手はかじかみ、体をどんなに動かしても冷たい空気がナイフのように腹をえぐる。
背中からプラムが呼吸する音がする。ゆっくりとした細い呼吸だった。その呼吸が止まるかもしれないと考えると、恐ろしくてたまらなかった。
「……れ」
プラムがかすかに言った。
「どうした?」
イーサンは恐怖した。
それがプラムの最後の言葉かもしれないと思ったからだ。
「あれ……」
プラムは節足を上げて、前方を指した。
そこに、崖壁の中にえぐりこむように、洞窟が掘られていた。
「あれか、分かった」
イーサンは洞窟に近づいた。
さほど深くない横穴だったが、吹雪をしのぐには申し分ない。
幸運に感謝しながら、イーサンは中に入った。
中には何もいなかったが、恐ろしく冷え切っていた。
イーサンはプラムを下ろして、雪で濡れたローブを脱がしてから壁にもたれさせた。
それから荷物を置いて、体についた雪を払ってから、イーサンはプラムに寄り添うように腰を下ろした。
気を抜くと、どっと疲れが出てきた。
すぐ隣では、プラムの細い呼吸が続いている。
イーサンは体を起こして、洞窟の外に出た。
一面の白世界の中から、降ったばかりの新しい雪を手のひらですくって洞窟に戻る。
プラムの隣に座ると、雪を口に含んで溶かしてから、プラムに口移しで与える。
こくり、こくり、とプラムが水を飲むのを感じて、イーサンはほっとした。
まだ大丈夫だ。吹雪が止んだら、外で何か探してこよう。運が良ければ、野草か木の根が見つかるかもしれない。

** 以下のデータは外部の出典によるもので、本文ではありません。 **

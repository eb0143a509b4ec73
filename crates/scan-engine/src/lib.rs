//! Watchlist scan engine: per-account scanning, paced tenant sweeps and the
//! daily scan schedule.

pub mod scanner;
pub mod scheduler;
pub mod sweep;

#[cfg(test)]
pub(crate) mod fakes;

pub use scanner::{AccountScanner, DEFAULT_BASE_URL, FETCH_TIMEOUT};
pub use scheduler::{
    next_trigger, parse_scan_times, Clock, RunSummary, ScanScheduler, ScheduleConfig,
};
pub use sweep::{SweepEntry, TenantSweep, SWEEP_PACING};
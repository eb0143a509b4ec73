mod db;
mod store;

pub use db::WatchlistDb;
pub use store::SqliteWatchlistStore;
use std::fmt;

use crate::FetchError;

/// A chat/workspace on whose behalf accounts are watched.
#[derive(Debug, Clone, Copy, PartialEq, Eq, PartialOrd, Ord, Hash)]
pub struct TenantId(pub i64);

impl fmt::Display for TenantId {
    fn fmt(&self, f: &mut fmt::Formatter<'_>) -> fmt::Result {
        write!(f, "{}", self.0)
    }
}

/// Normalized account identifier: lowercase, no leading `@`.
///
/// The only way to build one is through [`AccountHandle::normalize`], so two
/// handles differing only by case or sigil always compare equal.
#[derive(Debug, Clone, PartialEq, Eq, PartialOrd, Ord, Hash)]
pub struct AccountHandle(String);

impl AccountHandle {
    pub fn normalize(raw: &str) -> Self {
        let stripped = raw
            .trim_start_matches(|c: char| c == '@' || c.is_whitespace())
            .trim_end();
        Self(stripped.to_lowercase())
    }

    pub fn as_str(&self) -> &str {
        &self.0
    }

    pub fn is_empty(&self) -> bool {
        self.0.is_empty()
    }
}

impl fmt::Display for AccountHandle {
    fn fmt(&self, f: &mut fmt::Formatter<'_>) -> fmt::Result {
        f.write_str(&self.0)
    }
}

/// Classification outcome for one signal.
#[derive(Debug, Clone, Copy, PartialEq, Eq)]
pub enum Verdict {
    Ok,
    Positive,
    Indeterminate,
}

/// The four shadowban indicators reported by the status page.
#[derive(Debug, Clone, Copy, PartialEq, Eq, Hash)]
pub enum Signal {
    SearchSuggestionBan,
    SearchBan,
    GhostBan,
    ReplyDeboosting,
}

impl Signal {
    /// Report order.
    pub const ALL: [Signal; 4] = [
        Signal::SearchSuggestionBan,
        Signal::SearchBan,
        Signal::GhostBan,
        Signal::ReplyDeboosting,
    ];

    pub fn label(&self) -> &'static str {
        match self {
            Signal::SearchSuggestionBan => "Search Suggestion Ban",
            Signal::SearchBan => "Search Ban",
            Signal::GhostBan => "Ghost Ban",
            Signal::ReplyDeboosting => "Reply Deboosting",
        }
    }

    /// Lowercased phrase the page uses when the signal is present.
    pub fn positive_phrase(&self) -> &'static str {
        match self {
            Signal::SearchSuggestionBan => "search suggestion ban",
            Signal::SearchBan => "search ban",
            Signal::GhostBan => "ghost ban",
            Signal::ReplyDeboosting => "reply deboosting",
        }
    }

    /// Lowercased phrase the page uses when the signal is clear.
    pub fn negative_phrase(&self) -> &'static str {
        match self {
            Signal::SearchSuggestionBan => "no search suggestion ban",
            Signal::SearchBan => "no search ban",
            Signal::GhostBan => "no ghost ban",
            Signal::ReplyDeboosting => "no reply deboosting",
        }
    }
}

/// Verdicts for one account, produced fresh by every scan.
#[derive(Debug, Clone, PartialEq, Eq)]
pub struct ScanResult {
    pub handle: AccountHandle,
    pub exists: bool,
    pub signals: Vec<(Signal, Verdict)>,
}

impl ScanResult {
    /// The page did not carry the existence marker.
    pub fn not_found(handle: AccountHandle) -> Self {
        Self {
            handle,
            exists: false,
            signals: Vec::new(),
        }
    }

    pub fn verdict(&self, signal: Signal) -> Option<Verdict> {
        self.signals
            .iter()
            .find(|(s, _)| *s == signal)
            .map(|(_, v)| *v)
    }
}

#[derive(Debug, Clone, PartialEq, Eq)]
pub enum ScanOutcome {
    Checked(ScanResult),
    Failed(FetchError),
}

impl ScanOutcome {
    pub fn is_failure(&self) -> bool {
        matches!(self, ScanOutcome::Failed(_))
    }
}

/// One account's scan together with what was checked, so the rendered
/// message can always name the handle and the URL.
#[derive(Debug, Clone, PartialEq, Eq)]
pub struct ScanReport {
    pub handle: AccountHandle,
    pub url: String,
    pub outcome: ScanOutcome,
}
pub mod classifier;
pub mod error;
pub mod report;
pub mod traits;
pub mod types;

pub use classifier::classify;
pub use error::*;
pub use report::*;
pub use traits::*;
pub use types::*;
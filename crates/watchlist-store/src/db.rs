use shadowban_core::StoreError;
use sqlx::sqlite::{
    SqliteConnectOptions, SqliteJournalMode, SqlitePool, SqlitePoolOptions, SqliteSynchronous,
};
use std::str::FromStr;

#[derive(Clone)]
pub struct WatchlistDb {
    pool: SqlitePool,
}

impl WatchlistDb {
    /// Open (creating if missing) the database and apply the schema.
    ///
    /// `sqlite::memory:` is pinned to a single long-lived connection, since
    /// every in-memory connection would otherwise see its own empty database.
    pub async fn new(database_url: &str) -> Result<Self, StoreError> {
        let in_memory = database_url.contains(":memory:");

        let mut options = SqliteConnectOptions::from_str(database_url)
            .map_err(db_err)?
            .create_if_missing(true);
        if !in_memory {
            options = options
                .journal_mode(SqliteJournalMode::Wal)
                .synchronous(SqliteSynchronous::Full);
        }

        let pool_options = if in_memory {
            SqlitePoolOptions::new()
                .max_connections(1)
                .min_connections(1)
                .idle_timeout(None)
                .max_lifetime(None)
        } else {
            SqlitePoolOptions::new().max_connections(5)
        };

        let pool = pool_options.connect_with(options).await.map_err(db_err)?;

        let db = Self { pool };
        db.init_schema().await?;

        tracing::info!("Watchlist database ready ({})", database_url);
        Ok(db)
    }

    async fn init_schema(&self) -> Result<(), StoreError> {
        let schema = include_str!("../schema.sql");

        // sqlx executes one statement per query
        for statement in schema.split(';') {
            let stmt = statement.trim();
            if !stmt.is_empty() {
                sqlx::query(stmt)
                    .execute(&self.pool)
                    .await
                    .map_err(db_err)?;
            }
        }

        Ok(())
    }

    pub fn pool(&self) -> &SqlitePool {
        &self.pool
    }
}

pub(crate) fn db_err(e: sqlx::Error) -> StoreError {
    StoreError::Database(e.to_string())
}
//! Event records flowing through the funnel.
//!
//! Every device worker converts raw reads into [`EventRecord`]s. A record is
//! stamped once at creation, shaped by its source family, and never mutated
//! afterwards; consumers copy what they need.

use chrono::{DateTime, Utc};
use serde::{Deserialize, Serialize};

/// Device family a worker belongs to.
#[derive(Debug, Clone, Copy, PartialEq, Eq, Serialize, Deserialize)]
pub enum Family {
    Hid,
    Serial,
    Usb,
    /// Global keyboard/mouse hook (one worker, two event kinds).
    Hooks,
}

impl Family {
    pub fn as_str(&self) -> &'static str {
        match self {
            Family::Hid => "HID",
            Family::Serial => "SERIAL",
            Family::Usb => "USB",
            Family::Hooks => "HOOKS",
        }
    }
}

impl std::fmt::Display for Family {
    fn fmt(&self, f: &mut std::fmt::Formatter<'_>) -> std::fmt::Result {
        f.write_str(self.as_str())
    }
}

/// Tag identifying how an event's payload is shaped.
#[derive(Debug, Clone, Copy, PartialEq, Eq, Serialize, Deserialize)]
pub enum EventKind {
    Hid,
    Serial,
    Usb,
    Keyboard,
    Mouse,
    /// Worker lifecycle notification, not device data.
    Status,
}

impl EventKind {
    pub fn as_str(&self) -> &'static str {
        match self {
            EventKind::Hid => "HID",
            EventKind::Serial => "SERIAL",
            EventKind::Usb => "USB",
            EventKind::Keyboard => "KBD",
            EventKind::Mouse => "MOUSE",
            EventKind::Status => "STATUS",
        }
    }

    /// True for device data, false for lifecycle notifications.
    pub fn is_device_event(&self) -> bool {
        !matches!(self, EventKind::Status)
    }
}

/// Why a worker left the streaming state.
#[derive(Debug, Clone, Copy, PartialEq, Eq, Serialize, Deserialize)]
pub enum StopReason {
    /// `stop()` was requested from outside.
    Requested,
    /// The device could not be opened; the worker never streamed.
    OpenFailed,
    /// A read failed mid-stream.
    ReadFailed,
}

impl std::fmt::Display for StopReason {
    fn fmt(&self, f: &mut std::fmt::Formatter<'_>) -> std::fmt::Result {
        match self {
            StopReason::Requested => write!(f, "stop requested"),
            StopReason::OpenFailed => write!(f, "open failed"),
            StopReason::ReadFailed => write!(f, "read failed"),
        }
    }
}

/// Mouse activity reported by the global hook.
#[derive(Debug, Clone, PartialEq, Serialize, Deserialize)]
pub enum MouseAction {
    Move { x: f64, y: f64 },
    Button { button: String, pressed: bool },
    Wheel { delta_x: i64, delta_y: i64 },
}

/// Family-shaped event payload. Consumers must dispatch on the variant (or
/// [`EventPayload::kind`]) before interpreting the data.
#[derive(Debug, Clone, PartialEq, Serialize, Deserialize)]
pub enum EventPayload {
    /// One HID input report. `human` is a best-effort annotation and its
    /// absence is not an error.
    Hid {
        report: Vec<u8>,
        human: Option<String>,
    },
    /// One line from a serial port, lossily decoded.
    Serial { text: String },
    /// Bytes read from one USB endpoint.
    Usb { endpoint: u8, data: Vec<u8> },
    /// A key press or release from the global hook.
    Keyboard { key: String, pressed: bool },
    /// Mouse activity from the global hook.
    Mouse { action: MouseAction },
    /// A worker left its streaming loop. Lets the consumer reflect worker
    /// death instead of only observing the absence of further events.
    WorkerStopped { family: Family, reason: StopReason },
}

impl EventPayload {
    /// Build a HID payload, deriving the boot-keyboard annotation when the
    /// report is long enough (3rd byte is the first keycode slot).
    pub fn hid_report(report: Vec<u8>) -> Self {
        let human = if report.len() >= 3 {
            Some(format!("keycode {}", report[2]))
        } else {
            None
        };
        EventPayload::Hid { report, human }
    }

    pub fn kind(&self) -> EventKind {
        match self {
            EventPayload::Hid { .. } => EventKind::Hid,
            EventPayload::Serial { .. } => EventKind::Serial,
            EventPayload::Usb { .. } => EventKind::Usb,
            EventPayload::Keyboard { .. } => EventKind::Keyboard,
            EventPayload::Mouse { .. } => EventKind::Mouse,
            EventPayload::WorkerStopped { .. } => EventKind::Status,
        }
    }

    /// One-line description used for the visible log.
    pub fn summary(&self) -> String {
        match self {
            EventPayload::Hid { report, human } => {
                let hex = to_hex(report);
                match human {
                    Some(h) => format!("report {hex} ({h})"),
                    None => format!("report {hex}"),
                }
            }
            EventPayload::Serial { text } => text.clone(),
            EventPayload::Usb { endpoint, data } => {
                format!("ep 0x{endpoint:02x}: {}", to_hex(data))
            }
            EventPayload::Keyboard { key, pressed } => {
                format!("{key} {}", if *pressed { "down" } else { "up" })
            }
            EventPayload::Mouse { action } => match action {
                MouseAction::Move { x, y } => format!("move ({x:.0}, {y:.0})"),
                MouseAction::Button { button, pressed } => {
                    format!("{button} {}", if *pressed { "down" } else { "up" })
                }
                MouseAction::Wheel { delta_x, delta_y } => {
                    format!("wheel ({delta_x}, {delta_y})")
                }
            },
            EventPayload::WorkerStopped { family, reason } => {
                format!("{family} worker stopped: {reason}")
            }
        }
    }
}

fn to_hex(bytes: &[u8]) -> String {
    bytes
        .iter()
        .map(|b| format!("{b:02x}"))
        .collect::<Vec<_>>()
        .join(" ")
}

/// Immutable, timestamped, tagged unit of data flowing through the funnel.
///
/// Created by exactly one worker at the moment a read yields data; ownership
/// moves to the queue on push and to the consumer on pop.
#[derive(Debug, Clone, PartialEq, Serialize, Deserialize)]
pub struct EventRecord {
    /// Assigned by the producing worker at creation. Non-decreasing within a
    /// single worker; no ordering is guaranteed across workers.
    pub timestamp: DateTime<Utc>,
    pub payload: EventPayload,
}

impl EventRecord {
    /// Stamp a payload with the current time.
    pub fn new(payload: EventPayload) -> Self {
        Self {
            timestamp: Utc::now(),
            payload,
        }
    }

    pub fn kind(&self) -> EventKind {
        self.payload.kind()
    }
}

そう考えた時、プラムが口の中に舌を潜り込ませてきた。
不意打ちのようなディープキスに抗えず、イーサンは舌を絡め返すしかない。
口を離すと、熱に蕩けた目でプラムは見つめてきた。
「イーサン」
「なんだ?」
「抱きしめて」
それだけ言った。
イーサンがプラムを抱きしめると、甘い匂いが漂ってきた。
冬にはありえないはずの、花の匂い。
むせかえるような、蜜の匂い。
それはプラムの触角から漂ってきて、イーサンの鼻に入り、胸に熱を帯びさせた。
その時、イーサンはペニスが勃起していることに気が付いた。
痛いほどにズボンを押し上げては、自らの存在を主張している。
「触って」
プラムが身体を押し付けてくる。
出会った頃よりも遥かに大きくなった胴体と、変わらぬ幼い上半身の境目。
指で撫でるとそこは、しとどに濡れそぼっていた。
イーサンは思った。忘れていた。魔物娘は人間の精からも栄養が補給できることを。
しかし、こんな寒い場所で交われば、命の危険があるのではないか。
首を振って、その考えを払いのける。
構うものか。プラムが元気になるなら、そのくらい安いものだ。
イーサンは、コートとシャツ、ズボンを脱いで全裸になった。
コートを地面に敷いて、その上に座ってプラムを抱きしめる。
横向きに寝れば、ごつごつした地面もたいして気にならない。
プラムの赤らんだ顔が目の前にある。
期待するような、急かすような目が、イーサンを見つめる。
「プラム」
ここで言ってしまおうと思った。
一度交われば、あとは全てが終わるまで、無我夢中になって何も言えなくなる気がした。
手を伸ばして荷物の中をまさぐり、小さな革袋を取り出す。
夜明花の種が入ったあの入れ物だ。
「俺が死んだら、俺の身体を喰って、生き延びてくれ。それで、これを、頼む」
イーサンは革袋を見せながら言った。
悲しくて声が震える。
プラムのために死ぬのは怖くない。ただ、もう二度とプラムと会えなくなるのが悲しかった。